Wednesday, June 5, 2013

On safari at Lake Nakuru National Park: Game drive encounters day 1

Lake Nakuru is at a slightly lower elevation than where we'd been staying - though it's still a little more than a mile high. It was here that we found our first mosquitoes. Partly, I suppose, it was because we were near a lake, rather than a river and a drier environment. We'd been advised to bring along mosquito repellant containing DEET, which we did. A spray around the ankles in the evening was all we needed.

We stayed two nights at Flamingo Hill Camp. Again, our tent was large and comfortable with an ensuite bathroom. We were at the end of low season, so there were few other visitors, and the service was excellent.

We especially enjoyed our massages. At home, I get a massage once a week. I am ushered into a room with dimmed light by the therapist. They ask what my concerns are for the day. They leave me for four minutes while I undress and lie down on the table, covering myself with a sheet. They come back in and give me a deep-tissue massage - always my preference for my particular aches and pains of the day. The body parts not being currently worked on are draped.

On this day in Kenya, I climbed a wooden staircase to the massage room. The therapist, Caroline, said, "Take off your clothes and lie on the table." She stood and watched while I complied. Then she covered most of my torso with a small bath towel and went to work in silence. Caroline's massage was like liquid. She didn't ask me what I'd like her to work on. The massage wasn't "deep tissue". But it was wonderfully relaxing and exactly right for me. I may ask my massage therapist at home to give me a "liquid massage" the next time I go.

All our morning game drives started at 6:30. That's usually very early for me, but I was so interested in what we might see at daybreak I got up for every morning drive.



The main road was occupied by a large troop of baboons. We sat for 20 minutes and watched them. It was like a circus - animals up the trees, scampering about, grooming each other, copulating, gesturing. Peter said baboons have sex for pleasure. I thought the males looked like they were having a good time, but I wasn't sure about the females. And there were lots of babies.








Further down the road we encountered a lone male cape buffalo. Peter told us they're the most dangerous of animals, especially when alone. He stopped the vehicle and waited. The buffalo walked toward us. Peter backed the vehicle up and turned off the engine. It must have been three or four minutes until the animal meandered out of the road into the grass and we could continue on our way.


A gray heron.

Soon after, we came upon a dead zebra on the side of the road. Peter said it had most likely died of natural causes, as there was no evidence of a predator. One bird - some sort of eagle - was interested in being part of a zebra feast, but it wasn't able to open the carcass. That would usually be done by the predator, with the birds coming in later.
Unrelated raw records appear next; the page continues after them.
use chrono::{DateTime, Duration, NaiveTime, Utc};
use std::fmt;
use std::str::FromStr;
use thiserror::Error;

pub const DEFAULT_SCHEDULE: &str = "0 20 * * *";

#[derive(Error, Debug, PartialEq, Eq)]
pub enum ScheduleError {
    #[error("expected 5 cron fields, found {0}")]
    FieldCount(usize),

    #[error("invalid {field} '{value}': {reason}")]
    InvalidField {
        field: &'static str,
        value: String,
        reason: String,
    },
}

/// A once-a-day UTC schedule written as a cron expression.
///
/// Only `M H * * *` is accepted: a fixed minute and hour, every day.
#[derive(Debug, Clone, Copy, PartialEq, Eq)]
pub struct DailySchedule {
    hour: u32,
    minute: u32,
}

impl DailySchedule {
    pub fn new(hour: u32, minute: u32) -> Result<Self, ScheduleError> {
        if hour > 23 {
            return Err(ScheduleError::InvalidField {
                field: "hour",
                value: hour.to_string(),
                reason: "must be between 0 and 23".to_string(),
            });
        }
        if minute > 59 {
            return Err(ScheduleError::InvalidField {
                field: "minute",
                value: minute.to_string(),
                reason: "must be between 0 and 59".to_string(),
            });
        }
        Ok(Self { hour, minute })
    }

    pub fn hour(&self) -> u32 {
        self.hour
    }

    pub fn minute(&self) -> u32 {
        self.minute
    }

    /// First fire time strictly after `now`
    pub fn next_after(&self, now: DateTime<Utc>) -> DateTime<Utc> {
        let midnight = now.date_naive().and_time(NaiveTime::default()).and_utc();
        let today = midnight
            + Duration::hours(i64::from(self.hour))
            + Duration::minutes(i64::from(self.minute));
        if today > now {
            today
        } else {
            today + Duration::days(1)
        }
    }

    /// Fire time following a run that was scheduled at `scheduled` and
    /// finished at `finished`. Fire times missed while the run was still
    /// going are skipped, not replayed.
    pub fn next_after_run(
        &self,
        scheduled: DateTime<Utc>,
        finished: DateTime<Utc>,
    ) -> DateTime<Utc> {
        self.next_after(scheduled.max(finished))
    }

    /// Fire times after `now`, in order
    pub fn upcoming(&self, now: DateTime<Utc>) -> impl Iterator<Item = DateTime<Utc>> {
        let schedule = *self;
        std::iter::successors(Some(schedule.next_after(now)), move |prev| {
            Some(schedule.next_after(*prev))
        })
    }
}

impl Default for DailySchedule {
    fn default() -> Self {
        Self {
            hour: 20,
            minute: 0,
        }
    }
}

fn parse_number(field: &'static str, value: &str) -> Result<u32, ScheduleError> {
    value.parse::<u32>().map_err(|_| ScheduleError::InvalidField {
        field,
        value: value.to_string(),
        reason: "expected a single number".to_string(),
    })
}

impl FromStr for DailySchedule {
    type Err = ScheduleError;

    fn from_str(s: &str) -> Result<Self, Self::Err> {
        let fields: Vec<&str> = s.split_whitespace().collect();
        if fields.len() != 5 {
            return Err(ScheduleError::FieldCount(fields.len()));
        }

        let minute = parse_number("minute", fields[0])?;
        let hour = parse_number("hour", fields[1])?;

        for (name, value) in [
            ("day of month", fields[2]),
            ("month", fields[3]),
            ("day of week", fields[4]),
        ] {
            if value != "*" {
                return Err(ScheduleError::InvalidField {
                    field: name,
                    value: value.to_string(),
                    reason: "only '*' is supported".to_string(),
                });
            }
        }

        Self::new(hour, minute)
    }
}

impl fmt::Display for DailySchedule {
    fn fmt(&self, f: &mut fmt::Formatter<'_>) -> fmt::Result {
        write!(f, "{} {} * * *", self.minute, self.hour)
    }
}

#[cfg(test)]
mod tests {
    use super::*;
    use chrono::TimeZone;

    fn utc(y: i32, mo: u32, d: u32, h: u32, mi: u32, s: u32) -> DateTime<Utc> {
        Utc.with_ymd_and_hms(y, mo, d, h, mi, s).unwrap()
    }

    #[test]
    fn test_default_is_eight_pm_utc() {
        let schedule: DailySchedule = DEFAULT_SCHEDULE.parse().unwrap();
        assert_eq!(schedule, DailySchedule::default());
        assert_eq!(schedule.hour(), 20);
        assert_eq!(schedule.minute(), 0);
        assert_eq!(schedule.to_string(), DEFAULT_SCHEDULE);
    }

    #[test]
    fn test_next_after_same_day() {
        let schedule = DailySchedule::default();
        let next = schedule.next_after(utc(2025, 4, 21, 9, 15, 0));
        assert_eq!(next, utc(2025, 4, 21, 20, 0, 0));
    }

    #[test]
    fn test_next_after_rolls_to_tomorrow() {
        let schedule = DailySchedule::default();
        assert_eq!(
            schedule.next_after(utc(2025, 4, 21, 20, 0, 0)),
            utc(2025, 4, 22, 20, 0, 0)
        );
        assert_eq!(
            schedule.next_after(utc(2025, 12, 31, 23, 59, 59)),
            utc(2026, 1, 1, 20, 0, 0)
        );
    }

    #[test]
    fn test_upcoming_is_daily() {
        let schedule: DailySchedule = "30 6 * * *".parse().unwrap();
        let times: Vec<_> = schedule.upcoming(utc(2025, 2, 27, 12, 0, 0)).take(3).collect();
        assert_eq!(
            times,
            vec![
                utc(2025, 2, 28, 6, 30, 0),
                utc(2025, 3, 1, 6, 30, 0),
                utc(2025, 3, 2, 6, 30, 0),
            ]
        );
    }

    #[test]
    fn test_upcoming_is_lazy() {
        let schedule = DailySchedule::default();
        let mut times = schedule.upcoming(utc(2025, 4, 21, 0, 0, 0)).take(usize::MAX);
        assert_eq!(times.next(), Some(utc(2025, 4, 21, 20, 0, 0)));
    }

    #[test]
    fn test_next_after_quick_run_keeps_cadence() {
        let schedule = DailySchedule::default();
        let scheduled = utc(2025, 4, 21, 20, 0, 0);
        assert_eq!(
            schedule.next_after_run(scheduled, utc(2025, 4, 21, 20, 0, 4)),
            utc(2025, 4, 22, 20, 0, 0)
        );
    }

    #[test]
    fn test_next_after_long_run_skips_missed_fire_times() {
        let schedule = DailySchedule::default();
        let scheduled = utc(2025, 4, 21, 20, 0, 0);
        // The run hung for more than two days
        let finished = utc(2025, 4, 23, 20, 5, 0);
        assert_eq!(
            schedule.next_after_run(scheduled, finished),
            utc(2025, 4, 24, 20, 0, 0)
        );
    }

    #[test]
    fn test_parse_rejects_unsupported_expressions() {
        assert_eq!(
            "0 20 * *".parse::<DailySchedule>(),
            Err(ScheduleError::FieldCount(4))
        );
        assert!("*/5 20 * * *".parse::<DailySchedule>().is_err());
        assert!("0 24 * * *".parse::<DailySchedule>().is_err());
        assert!("60 1 * * *".parse::<DailySchedule>().is_err());
        assert!("0 20 * * 1-5".parse::<DailySchedule>().is_err());
    }
}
We looked to the other side of the road. Some distance away, by the lake, two lionesses and four cubs were finishing a meal of what looked to be a buffalo. 
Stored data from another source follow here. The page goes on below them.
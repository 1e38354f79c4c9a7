use anyhow::{bail, Context, Result};
use autocommit_core::ports::GitPort;
use autocommit_core::{CommitMessage, Identity};
use git2::{
    build::RepoBuilder, Cred, CredentialType, ErrorCode, FetchOptions, Index, IndexAddOption,
    IndexEntry, IndexMatchedPath, IndexTime, PushOptions, RemoteCallbacks, Repository as GitRepository, Signature,
};
use std::cell::RefCell;
use std::path::{Path, PathBuf};
use tracing::{debug, info, warn};

/// HTTPS user name paired with a token
const TOKEN_USER: &str = "x-access-token";

/// libgit2 re-invokes the credential callback after a rejected attempt
const MAX_CREDENTIAL_ATTEMPTS: u32 = 3;

/// Index mode of a commit embedded from another repository
const GITLINK_MODE: u32 = 0o160000;

/// Git adapter that implements GitPort using git2, bound to one working tree
pub struct GitAdapter {
    workdir: PathBuf,
    clone_url: Option<String>,
    token_env: String,
}

impl GitAdapter {
    pub fn new<P: AsRef<Path>>(workdir: P) -> Self {
        Self {
            workdir: workdir.as_ref().to_path_buf(),
            clone_url: None,
            token_env: crate::config::DEFAULT_TOKEN_ENV.to_string(),
        }
    }

    /// Clone `url` into the working tree when it holds no repository
    pub fn with_clone_url(mut self, url: Option<String>) -> Self {
        self.clone_url = url;
        self
    }

    /// Environment variable the push token is read from
    pub fn with_token_env(mut self, name: impl Into<String>) -> Self {
        self.token_env = name.into();
        self
    }

    pub fn workdir(&self) -> &Path {
        &self.workdir
    }

    fn open_repo(&self) -> Result<GitRepository> {
        GitRepository::open(&self.workdir).with_context(|| {
            format!(
                "Failed to open git repository at {}",
                self.workdir.display()
            )
        })
    }

    fn callbacks<'a>(&self) -> RemoteCallbacks<'a> {
        let token = std::env::var(&self.token_env).ok().filter(|t| !t.is_empty());
        let mut attempts = 0;

        let mut callbacks = RemoteCallbacks::new();
        callbacks.credentials(move |url, username_from_url, allowed| {
            attempts += 1;
            if attempts > MAX_CREDENTIAL_ATTEMPTS {
                return Err(git2::Error::from_str("authentication failed"));
            }

            if allowed.contains(CredentialType::USER_PASS_PLAINTEXT) {
                if let Some(token) = &token {
                    return Cred::userpass_plaintext(TOKEN_USER, token);
                }
            }
            if allowed.contains(CredentialType::SSH_KEY) {
                return Cred::ssh_key_from_agent(username_from_url.unwrap_or("git"));
            }
            if allowed.contains(CredentialType::USER_PASS_PLAINTEXT) {
                let config = git2::Config::open_default()?;
                return Cred::credential_helper(&config, url, username_from_url);
            }
            Cred::default()
        });
        callbacks
    }

    /// Record the nested repository at `path` as a gitlink pointing at its
    /// HEAD, the way `git add` embeds a repository. Skipped when it has no
    /// commit yet.
    fn stage_gitlink(&self, index: &mut Index, path: &Path) -> Result<()> {
        let Some(name) = path.to_str().map(|p| p.trim_end_matches('/')) else {
            warn!("Skipping nested repository with non UTF-8 path {}", path.display());
            return Ok(());
        };
        let nested_path = self.workdir.join(name);
        let nested = GitRepository::open(&nested_path).with_context(|| {
            format!("Failed to open nested repository {}", nested_path.display())
        })?;
        let Some(id) = nested.head().ok().and_then(|head| head.target()) else {
            warn!("Skipping nested repository {} without a commit", name);
            return Ok(());
        };

        debug!("Staging nested repository {} at {}", name, id);
        index
            .add(&IndexEntry {
                ctime: IndexTime::new(0, 0),
                mtime: IndexTime::new(0, 0),
                dev: 0,
                ino: 0,
                mode: GITLINK_MODE,
                uid: 0,
                gid: 0,
                file_size: 0,
                id,
                flags: 0,
                flags_extended: 0,
                path: name.as_bytes().to_vec(),
            })
            .with_context(|| format!("Failed to stage nested repository {}", name))
    }

    fn clone_into_workdir(&self, url: &str) -> Result<()> {
        info!("Cloning {} into {}", url, self.workdir.display());

        let mut fetch_options = FetchOptions::new();
        fetch_options.remote_callbacks(self.callbacks());

        RepoBuilder::new()
            .fetch_options(fetch_options)
            .clone(url, &self.workdir)
            .with_context(|| format!("Failed to clone {}", url))?;
        Ok(())
    }
}

impl GitPort for GitAdapter {
    fn prepare(&self) -> Result<()> {
        match GitRepository::open(&self.workdir) {
            Ok(git_repo) => {
                if git_repo.is_bare() {
                    bail!(
                        "Repository at {} is bare and has no working tree",
                        self.workdir.display()
                    );
                }
                if git_repo.is_shallow() {
                    bail!(
                        "Repository at {} is a shallow clone; full history is required",
                        self.workdir.display()
                    );
                }
                debug!("Using existing checkout at {}", self.workdir.display());
                Ok(())
            }
            Err(e) if e.code() == ErrorCode::NotFound => match &self.clone_url {
                Some(url) => self.clone_into_workdir(url),
                None => bail!(
                    "No git repository at {} and no clone URL configured",
                    self.workdir.display()
                ),
            },
            Err(e) => Err(e).with_context(|| {
                format!(
                    "Failed to open git repository at {}",
                    self.workdir.display()
                )
            }),
        }
    }

    fn configure_identity(&self, identity: &Identity) -> Result<()> {
        let git_repo = self.open_repo()?;
        let mut config = git_repo.config().context("Failed to open repository config")?;

        config
            .set_str("user.name", &identity.name)
            .context("Failed to set user.name")?;
        config
            .set_str("user.email", &identity.email)
            .context("Failed to set user.email")?;
        Ok(())
    }

    fn stage_all(&self) -> Result<()> {
        let git_repo = self.open_repo()?;
        let mut index = git_repo.index().context("Failed to read index")?;

        // libgit2 cannot add a nested repository as a plain directory, so
        // those are set aside here and recorded as gitlinks below
        let mut nested = Vec::new();
        let mut skip_nested = |path: &Path, _: &[u8]| -> i32 {
            if self.workdir.join(path).join(".git").exists() {
                nested.push(path.to_path_buf());
                1
            } else {
                0
            }
        };

        // add_all picks up new and modified paths, update_all drops removed ones
        index
            .add_all(
                ["*"],
                IndexAddOption::DEFAULT,
                Some(&mut skip_nested as &mut IndexMatchedPath),
            )
            .context("Failed to stage working tree")?;
        index
            .update_all(["*"], Some(&mut skip_nested as &mut IndexMatchedPath))
            .context("Failed to stage removed paths")?;

        nested.sort();
        nested.dedup();
        for path in &nested {
            self.stage_gitlink(&mut index, path)?;
        }

        index.write().context("Failed to write index")?;
        Ok(())
    }

    fn has_staged_changes(&self) -> Result<bool> {
        let git_repo = self.open_repo()?;
        let index = git_repo.index().context("Failed to read index")?;

        let head_tree = match git_repo.head() {
            Ok(head) => Some(head.peel_to_tree().context("Failed to read HEAD tree")?),
            Err(e) if e.code() == ErrorCode::UnbornBranch => None,
            Err(e) => return Err(e).context("Failed to resolve HEAD"),
        };

        let Some(head_tree) = head_tree else {
            // Unborn branch: anything staged is new
            return Ok(!index.is_empty());
        };

        let diff = git_repo
            .diff_tree_to_index(Some(&head_tree), Some(&index), None)
            .context("Failed to diff index against HEAD")?;
        Ok(diff.deltas().count() > 0)
    }

    fn current_branch(&self) -> Result<String> {
        let git_repo = self.open_repo()?;
        let head = git_repo.head();

        match head {
            Ok(head) => {
                if !head.is_branch() {
                    bail!("HEAD is detached; cannot determine the branch to push");
                }
                head.shorthand()
                    .map(|s| s.to_string())
                    .context("Branch name is not valid UTF-8")
            }
            Err(e) if e.code() == ErrorCode::UnbornBranch => {
                let head = git_repo.find_reference("HEAD")?;
                let target = head
                    .symbolic_target()
                    .context("HEAD is not a symbolic reference")?;
                Ok(target.trim_start_matches("refs/heads/").to_string())
            }
            Err(e) => Err(e).context("Failed to resolve HEAD"),
        }
    }

    fn commit(&self, identity: &Identity, message: &CommitMessage) -> Result<String> {
        let git_repo = self.open_repo()?;
        let signature = Signature::now(&identity.name, &identity.email)
            .context("Failed to build commit signature")?;

        let mut index = git_repo.index().context("Failed to read index")?;
        let tree_id = index.write_tree().context("Failed to write tree")?;
        let tree = git_repo.find_tree(tree_id)?;

        let parent = match git_repo.head() {
            Ok(head) => Some(head.peel_to_commit().context("Failed to read HEAD commit")?),
            Err(e) if e.code() == ErrorCode::UnbornBranch => None,
            Err(e) => return Err(e).context("Failed to resolve HEAD"),
        };

        if let Some(parent) = &parent {
            if parent.tree_id() == tree_id {
                bail!("Nothing to commit: staged tree matches HEAD");
            }
        }

        let parents: Vec<&git2::Commit> = parent.iter().collect();
        let oid = git_repo
            .commit(
                Some("HEAD"),
                &signature,
                &signature,
                message.as_str(),
                &tree,
                &parents,
            )
            .context("Failed to create commit")?;

        Ok(oid.to_string())
    }

    fn push(&self, remote: &str, branch: &str) -> Result<()> {
        let git_repo = self.open_repo()?;
        let mut remote_obj = git_repo
            .find_remote(remote)
            .with_context(|| format!("Remote '{}' not found", remote))?;

        let rejected: RefCell<Option<String>> = RefCell::new(None);
        let mut callbacks = self.callbacks();
        callbacks.push_update_reference(|refname, status| {
            if let Some(status) = status {
                *rejected.borrow_mut() = Some(format!("{}: {}", refname, status));
            }
            Ok(())
        });

        let mut push_options = PushOptions::new();
        push_options.remote_callbacks(callbacks);

        let refspec = format!("refs/heads/{0}:refs/heads/{0}", branch);
        remote_obj
            .push(&[refspec.as_str()], Some(&mut push_options))
            .with_context(|| format!("Failed to push {} to {}", branch, remote))?;

        let rejection = rejected.borrow_mut().take();
        if let Some(reason) = rejection {
            warn!("Remote rejected update: {}", reason);
            bail!("Remote rejected {}", reason);
        }
        Ok(())
    }
}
They crossed the field toward the road. Peter repositioned our vehicle so we could see them up close.


The lions passed within a hundred feet of the dead zebra but didn't appear to see it.





Some type of stork.


The tree in this photo is a yellow-bark acacia, which is plentiful in this low-lying, swampy area. It's also called the fever tree. When early explorers set up camp, they contracted yellow fever from the mosquitoes, but they thought the tree was the source of their illness.
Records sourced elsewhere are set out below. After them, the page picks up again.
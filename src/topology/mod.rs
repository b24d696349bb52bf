//! Top-level module for mesh topology tables.
//!
//! This module provides the pieces the readers and connectivity builders share:
//! - [`Csr`] incidence tables
//! - [`BlockKind`] element categories of file blocks
//! - sub-entity templates for deriving edges and faces

pub mod block_kind;
pub mod csr;
pub mod templates;

pub use block_kind::BlockKind;
pub use csr::Csr;
pub use templates::{Template, template_for};
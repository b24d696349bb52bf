//! Fixed, versioned, little-endian wire framing for rank-to-rank messages.
//!
//! A message is a [`WireHdr`] followed by `u64` words, all little-endian.

use bytemuck::{Pod, Zeroable};

use crate::mesh_error::MeshStreamError;

/// Bump when the layout or semantics change in incompatible ways.
pub const WIRE_VERSION: u16 = 1;

/// Payload size announcement.
pub const KIND_SIZE: u16 = 1;
/// Migrated cell rows.
pub const KIND_ROWS: u16 = 2;
/// Gathered colors.
pub const KIND_COLORS: u16 = 3;

/// Bytes of a header-only-plus-one-word message.
pub const SIZE_MSG_LEN: usize = size_of::<WireHdr>() + size_of::<u64>();

#[repr(C)]
#[derive(Copy, Clone, Debug, Pod, Zeroable)]
pub struct WireHdr {
    pub version_le: u16,
    pub kind_le: u16,
    pub reserved_le: u32,
}

impl WireHdr {
    pub fn new(kind: u16) -> Self {
        Self {
            version_le: WIRE_VERSION.to_le(),
            kind_le: kind.to_le(),
            reserved_le: 0,
        }
    }

    pub fn kind(&self) -> u16 {
        u16::from_le(self.kind_le)
    }

    pub fn version(&self) -> u16 {
        u16::from_le(self.version_le)
    }
}

/// Frame `words` as a message of `kind`.
pub fn encode_words(kind: u16, words: &[u64]) -> Vec<u8> {
    let hdr = WireHdr::new(kind);
    let mut out = Vec::with_capacity(size_of::<WireHdr>() + words.len() * 8);
    out.extend_from_slice(bytemuck::bytes_of(&hdr));
    for &w in words {
        out.extend_from_slice(&w.to_le_bytes());
    }
    out
}

/// Decode a message of `kind` back into its words.
pub fn decode_words(kind: u16, bytes: &[u8]) -> Result<Vec<u64>, MeshStreamError> {
    let hdr_len = size_of::<WireHdr>();
    if bytes.len() < hdr_len || (bytes.len() - hdr_len) % 8 != 0 {
        return Err(MeshStreamError::Communication(format!(
            "malformed message of {} bytes",
            bytes.len()
        )));
    }
    let hdr: WireHdr = bytemuck::pod_read_unaligned(&bytes[..hdr_len]);
    if hdr.version() != WIRE_VERSION || hdr.kind() != kind {
        return Err(MeshStreamError::Communication(format!(
            "unexpected message kind {} version {} (wanted kind {kind})",
            hdr.kind(),
            hdr.version()
        )));
    }
    Ok(bytes[hdr_len..]
        .chunks_exact(8)
        .map(|c| u64::from_le(bytemuck::pod_read_unaligned::<u64>(c)))
        .collect())
}

#[cfg(test)]
mod tests {
    use super::*;

    #[test]
    fn header_is_eight_bytes() {
        assert_eq!(size_of::<WireHdr>(), 8);
        assert_eq!(encode_words(KIND_SIZE, &[5]).len(), SIZE_MSG_LEN);
    }

    #[test]
    fn kind_is_checked() {
        let msg = encode_words(KIND_ROWS, &[1, 2, 3]);
        assert_eq!(decode_words(KIND_ROWS, &msg).unwrap(), vec![1, 2, 3]);
        assert!(decode_words(KIND_COLORS, &msg).is_err());
        assert!(decode_words(KIND_ROWS, &msg[..msg.len() - 1]).is_err());
    }
}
A different type of heron.




A "hammerhead something".


On the afternoon game drive we came upon a female zebra and her baby.






Lake Nakuru has been known for its large flamingo population. Recently, though, the water table has risen and the saltiness has diminished - and so have the algae on which flamingos feed. So the flamingo population has diminished at the lake.




A pelican.


A jackal.



On the way back to the camp, Peter spent a few minutes with his binoculars, then said, "There are the male lions." He turned onto a faint road. I asked if he knew they'd be in the area and he said it was likely, since he'd seen them before on previous visits to the national park. I thought about how the lionesses were watching out for their young and thought these males had it pretty easy.






6 comments:

Travels with Emma said...

Fantastic wildlife! I really enjoyed the videos, and that one picture of the baboons in the road is amazing.

Arkansas Patti said...

Wow, you really got to see nature in all its glory and inglory.
The video of the lionesses gave me chills. I once had one stalk my vehicle then jump in the back of my pick up and press her nose against the rear window, inches from my neck. One look into their eyes and you know they mean business.

Perpetua said...

Super posts, Linda. I have so enjoyed them.

Meryl Baer said...

Wonderful pictures and videos. What a fabulous dream trip.

DJan said...

Amazing trip of a lifetime, indeed. Thanks for the great pictures and videos, it made me feel like I was there, too. :-)

Sally Wessely said...

Oh Linda, these photos just made me so happy to see. You are so fortunate to have been able to do this. The baby zebra kicking up her/his heels was just delightful. Then there were the mother lions with their cubs. What a wonderful array of nature you saw. Thanks for sharing.